* Work to complete *
After locating the line with "standard rule set." in the data that follows, return it and every later line exactly, up to and including the line with "constants in effect.".

* Entries shown *
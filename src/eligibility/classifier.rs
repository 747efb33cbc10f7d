//! Per-row eligibility classification.
//!
//! Rules are evaluated in a fixed priority order and the first match wins:
//!
//! 1. Retired status → [`Disposition::Excluded`]
//! 2. Termination date before the reference date → [`Disposition::NeedsReview`]
//! 3. Denylisted name, intern, duplicated name, or recent/unknown hire →
//!    [`Disposition::Excluded`]; otherwise [`Disposition::Eligible`]

use chrono::NaiveDate;

use crate::config::EligibilityRules;
use crate::error::{EngineError, EngineResult};
use crate::models::{Disposition, EmployeeRecord};

use super::NameFrequencyTable;

/// The batch-wide inputs shared by every row of one run.
///
/// # Example
///
/// ```
/// use benefit_eligibility::eligibility::ClassificationContext;
/// use chrono::NaiveDate;
///
/// let context = ClassificationContext::new(NaiveDate::from_ymd_opt(2025, 4, 3).unwrap()).unwrap();
/// assert_eq!(context.tenure_threshold(), NaiveDate::from_ymd_opt(2025, 1, 3).unwrap());
/// ```
#[derive(Debug, Clone, Copy, PartialEq, Eq)]
pub struct ClassificationContext {
    rules: EligibilityRules,
    reference_date: NaiveDate,
    tenure_threshold: NaiveDate,
}

impl ClassificationContext {
    /// Creates a context for the standard rule set.
    pub fn new(reference_date: NaiveDate) -> EngineResult<Self> {
        Self::with_rules(reference_date, EligibilityRules::STANDARD)
    }

    /// Creates a context for an explicit rule set.
    ///
    /// Fails only if the tenure threshold falls outside chrono's date range.
    pub fn with_rules(reference_date: NaiveDate, rules: EligibilityRules) -> EngineResult<Self> {
        let tenure_threshold = rules
            .tenure_threshold(reference_date)
            .ok_or(EngineError::InvalidReferenceDate {
                date: reference_date,
            })?;

        Ok(Self {
            rules,
            reference_date,
            tenure_threshold,
        })
    }

    /// Returns the reference date of the run.
    pub fn reference_date(&self) -> NaiveDate {
        self.reference_date
    }

    /// Returns the earliest hire date that counts as a recent hire.
    pub fn tenure_threshold(&self) -> NaiveDate {
        self.tenure_threshold
    }

    /// Returns the rule constants in effect.
    pub fn rules(&self) -> &EligibilityRules {
        &self.rules
    }
}

/// Assigns exactly one disposition to a record.
///
/// # Examples
///
/// ```
/// use benefit_eligibility::eligibility::{classify_record, ClassificationContext, NameFrequencyTable};
/// use benefit_eligibility::models::{Disposition, EmployeeRecord};
/// use chrono::NaiveDate;
///
/// let context = ClassificationContext::new(NaiveDate::from_ymd_opt(2025, 4, 3).unwrap()).unwrap();
/// let frequencies = NameFrequencyTable::from_names(["Alice.Lee"]);
///
/// let record = EmployeeRecord {
///     internal_name: Some("Alice.Lee".to_string()),
///     employment_status: Some("재직".to_string()),
///     position: Some("Engineer".to_string()),
///     hire_date: NaiveDate::from_ymd_opt(2024, 9, 1),
///     ..Default::default()
/// };
///
/// assert_eq!(classify_record(&record, &context, &frequencies), Disposition::Eligible);
/// ```
pub fn classify_record(
    record: &EmployeeRecord,
    context: &ClassificationContext,
    frequencies: &NameFrequencyTable,
) -> Disposition {
    if is_retired(record, context) {
        return Disposition::Excluded;
    }

    if is_pending_termination(record, context) {
        return Disposition::NeedsReview;
    }

    if is_excluded(record, context, frequencies) {
        Disposition::Excluded
    } else {
        Disposition::Eligible
    }
}

fn is_retired(record: &EmployeeRecord, context: &ClassificationContext) -> bool {
    record.employment_status.as_deref() == Some(context.rules.retired_status)
}

fn is_pending_termination(record: &EmployeeRecord, context: &ClassificationContext) -> bool {
    record
        .termination_date
        .is_some_and(|date| date < context.reference_date)
}

fn is_excluded(
    record: &EmployeeRecord,
    context: &ClassificationContext,
    frequencies: &NameFrequencyTable,
) -> bool {
    let rules = &context.rules;
    let internal_name = record.internal_name.as_deref();

    let denylisted = internal_name.is_some_and(|name| rules.is_denylisted(name));
    let intern = record.position.as_deref() == Some(rules.intern_position);
    let duplicated = internal_name.is_some_and(|name| frequencies.is_duplicated(name));

    denylisted || intern || duplicated || is_recent_hire(record, context)
}

/// A missing hire date counts as not tenured; the threshold itself is inclusive.
fn is_recent_hire(record: &EmployeeRecord, context: &ClassificationContext) -> bool {
    match record.hire_date {
        None => true,
        Some(hire_date) => hire_date >= context.tenure_threshold,
    }
}

#[cfg(test)]
mod tests {
    use super::*;
    use proptest::prelude::*;

    fn date(y: i32, m: u32, d: u32) -> NaiveDate {
        NaiveDate::from_ymd_opt(y, m, d).unwrap()
    }

    fn context() -> ClassificationContext {
        ClassificationContext::new(date(2025, 4, 3)).unwrap()
    }

    /// A record that passes every rule against a 2025-04-03 reference date.
    fn clean_record(name: &str) -> EmployeeRecord {
        EmployeeRecord {
            employee_id: Some("1001".to_string()),
            full_name: Some("이지은".to_string()),
            internal_name: Some(name.to_string()),
            english_name: Some(name.to_string()),
            employment_status: Some("재직".to_string()),
            position: Some("Engineer".to_string()),
            hire_date: Some(date(2024, 9, 1)),
            termination_date: None,
        }
    }

    fn classify(record: &EmployeeRecord) -> Disposition {
        let frequencies = NameFrequencyTable::from_names(record.english_name.clone());
        classify_record(record, &context(), &frequencies)
    }

    #[test]
    fn test_clean_record_is_eligible() {
        assert_eq!(classify(&clean_record("Alice.Lee")), Disposition::Eligible);
    }

    #[test]
    fn test_retired_is_excluded_even_with_past_termination() {
        let mut record = clean_record("Alice.Lee");
        record.employment_status = Some("퇴직".to_string());
        record.termination_date = Some(date(2025, 3, 1));

        assert_eq!(classify(&record), Disposition::Excluded);
    }

    #[test]
    fn test_retired_marker_is_exact() {
        let mut record = clean_record("Alice.Lee");
        record.employment_status = Some("퇴직 예정".to_string());
        assert_eq!(classify(&record), Disposition::Eligible);
    }

    #[test]
    fn test_past_termination_needs_review() {
        let mut record = clean_record("Alice.Lee");
        record.termination_date = Some(date(2025, 3, 1));
        assert_eq!(classify(&record), Disposition::NeedsReview);
    }

    #[test]
    fn test_past_termination_beats_composite_exclusions() {
        let mut record = clean_record("TEST HR");
        record.position = Some("Intern".to_string());
        record.hire_date = None;
        record.termination_date = Some(date(2025, 4, 2));

        assert_eq!(classify(&record), Disposition::NeedsReview);
    }

    #[test]
    fn test_termination_on_reference_date_is_not_pending() {
        let mut record = clean_record("Alice.Lee");
        record.termination_date = Some(date(2025, 4, 3));
        assert_eq!(classify(&record), Disposition::Eligible);
    }

    #[test]
    fn test_future_termination_is_ignored() {
        let mut record = clean_record("Alice.Lee");
        record.termination_date = Some(date(2025, 12, 31));
        assert_eq!(classify(&record), Disposition::Eligible);
    }

    #[test]
    fn test_denylisted_names_are_excluded() {
        for name in ["Jake.Kim", "Jae.Kim", "TEST HR"] {
            assert_eq!(classify(&clean_record(name)), Disposition::Excluded, "{name}");
        }
    }

    #[test]
    fn test_intern_is_excluded() {
        let mut record = clean_record("Alice.Lee");
        record.position = Some("Intern".to_string());
        assert_eq!(classify(&record), Disposition::Excluded);
    }

    #[test]
    fn test_intern_marker_is_exact() {
        let mut record = clean_record("Alice.Lee");
        record.position = Some("intern".to_string());
        assert_eq!(classify(&record), Disposition::Eligible);
    }

    #[test]
    fn test_duplicated_name_is_excluded() {
        let record = clean_record("Alice.Lee");
        let frequencies = NameFrequencyTable::from_names(["Alice.Lee", "Alice.Lee"]);
        assert_eq!(
            classify_record(&record, &context(), &frequencies),
            Disposition::Excluded
        );
    }

    #[test]
    fn test_duplicate_lookup_uses_internal_name_against_english_counts() {
        let mut record = clean_record("Alice.Lee");
        record.english_name = Some("Alice Lee".to_string());

        // Counts are keyed by english name; the internal name is the lookup key.
        let frequencies = NameFrequencyTable::from_names(["Alice Lee", "Alice Lee"]);
        assert_eq!(
            classify_record(&record, &context(), &frequencies),
            Disposition::Eligible
        );

        let frequencies = NameFrequencyTable::from_names(["Alice.Lee", "Alice.Lee"]);
        assert_eq!(
            classify_record(&record, &context(), &frequencies),
            Disposition::Excluded
        );
    }

    #[test]
    fn test_missing_internal_name_is_not_a_duplicate() {
        let mut record = clean_record("Alice.Lee");
        record.internal_name = None;
        let frequencies = NameFrequencyTable::from_names(["Alice.Lee", "Alice.Lee"]);
        assert_eq!(
            classify_record(&record, &context(), &frequencies),
            Disposition::Eligible
        );
    }

    #[test]
    fn test_missing_hire_date_is_excluded() {
        let mut record = clean_record("Alice.Lee");
        record.hire_date = None;
        assert_eq!(classify(&record), Disposition::Excluded);
    }

    #[test]
    fn test_hire_on_threshold_is_excluded() {
        let mut record = clean_record("Alice.Lee");
        record.hire_date = Some(date(2025, 1, 3));
        assert_eq!(classify(&record), Disposition::Excluded);
    }

    #[test]
    fn test_hire_day_before_threshold_is_eligible() {
        let mut record = clean_record("Alice.Lee");
        record.hire_date = Some(date(2025, 1, 2));
        assert_eq!(classify(&record), Disposition::Eligible);
    }

    #[test]
    fn test_threshold_clamps_at_month_end() {
        let context = ClassificationContext::new(date(2025, 5, 31)).unwrap();
        let frequencies = NameFrequencyTable::default();

        let mut record = clean_record("Alice.Lee");
        record.hire_date = Some(date(2025, 2, 28));
        assert_eq!(
            classify_record(&record, &context, &frequencies),
            Disposition::Excluded
        );

        record.hire_date = Some(date(2025, 2, 27));
        assert_eq!(
            classify_record(&record, &context, &frequencies),
            Disposition::Eligible
        );
    }

    #[test]
    fn test_context_rejects_unrepresentable_threshold() {
        let result = ClassificationContext::new(NaiveDate::MIN);
        assert!(matches!(
            result,
            Err(EngineError::InvalidReferenceDate { .. })
        ));
    }

    fn arbitrary_day() -> impl Strategy<Value = Option<NaiveDate>> {
        prop::option::of((2023i32..2027, 1u32..13, 1u32..29).prop_map(|(y, m, d)| date(y, m, d)))
    }

    fn arbitrary_record() -> impl Strategy<Value = EmployeeRecord> {
        let name = prop::option::of(prop::sample::select(vec![
            "Alice.Lee", "Min.Park", "TEST HR", "Jake.Kim", "Jae.Kim",
        ]));
        let status = prop::option::of(prop::sample::select(vec!["재직", "휴직", "퇴직"]));
        let position = prop::option::of(prop::sample::select(vec!["Engineer", "Intern", "Manager"]));
        (name, status, position, arbitrary_day(), arbitrary_day()).prop_map(
            |(name, status, position, hire_date, termination_date)| EmployeeRecord {
                employee_id: Some("1".to_string()),
                full_name: Some("임의".to_string()),
                internal_name: name.map(str::to_string),
                english_name: name.map(str::to_string),
                employment_status: status.map(str::to_string),
                position: position.map(str::to_string),
                hire_date,
                termination_date,
            },
        )
    }

    fn arbitrary_frequencies() -> impl Strategy<Value = NameFrequencyTable> {
        prop::collection::vec(
            prop::sample::select(vec!["Alice.Lee", "Min.Park", "TEST HR"]),
            0..6,
        )
        .prop_map(NameFrequencyTable::from_names)
    }

    proptest! {
        #[test]
        fn prop_retired_is_always_excluded(
            mut record in arbitrary_record(),
            frequencies in arbitrary_frequencies(),
        ) {
            record.employment_status = Some("퇴직".to_string());
            prop_assert_eq!(
                classify_record(&record, &context(), &frequencies),
                Disposition::Excluded
            );
        }

        #[test]
        fn prop_past_termination_always_needs_review(
            mut record in arbitrary_record(),
            frequencies in arbitrary_frequencies(),
            days_before in 1i64..2000,
        ) {
            prop_assume!(record.employment_status.as_deref() != Some("퇴직"));
            record.termination_date = Some(date(2025, 4, 3) - chrono::Duration::days(days_before));
            prop_assert_eq!(
                classify_record(&record, &context(), &frequencies),
                Disposition::NeedsReview
            );
        }

        #[test]
        fn prop_duplicates_are_excluded_together(
            mut first in arbitrary_record(),
            mut second in arbitrary_record(),
        ) {
            for record in [&mut first, &mut second] {
                record.employment_status = Some("재직".to_string());
                record.termination_date = None;
                record.internal_name = Some("Min.Park".to_string());
            }
            let frequencies = NameFrequencyTable::from_names(["Min.Park", "Min.Park"]);

            prop_assert_eq!(classify_record(&first, &context(), &frequencies), Disposition::Excluded);
            prop_assert_eq!(classify_record(&second, &context(), &frequencies), Disposition::Excluded);
        }
    }
}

* Result below *
    /// Creates a context for the standard rule set.
    pub fn new(reference_date: NaiveDate) -> EngineResult<Self> {
        Self::with_rules(reference_date, EligibilityRules::STANDARD)
    }

    /// Creates a context for an explicit rule set.
    ///
    /// Fails only if the tenure threshold falls outside chrono's date range.
    pub fn with_rules(reference_date: NaiveDate, rules: EligibilityRules) -> EngineResult<Self> {
        let tenure_threshold = rules
            .tenure_threshold(reference_date)
            .ok_or(EngineError::InvalidReferenceDate {
                date: reference_date,
            })?;

        Ok(Self {
            rules,
            reference_date,
            tenure_threshold,
        })
    }

    /// Returns the reference date of the run.
    pub fn reference_date(&self) -> NaiveDate {
        self.reference_date
    }

    /// Returns the earliest hire date that counts as a recent hire.
    pub fn tenure_threshold(&self) -> NaiveDate {
        self.tenure_threshold
    }

    /// Returns the rule constants in effect.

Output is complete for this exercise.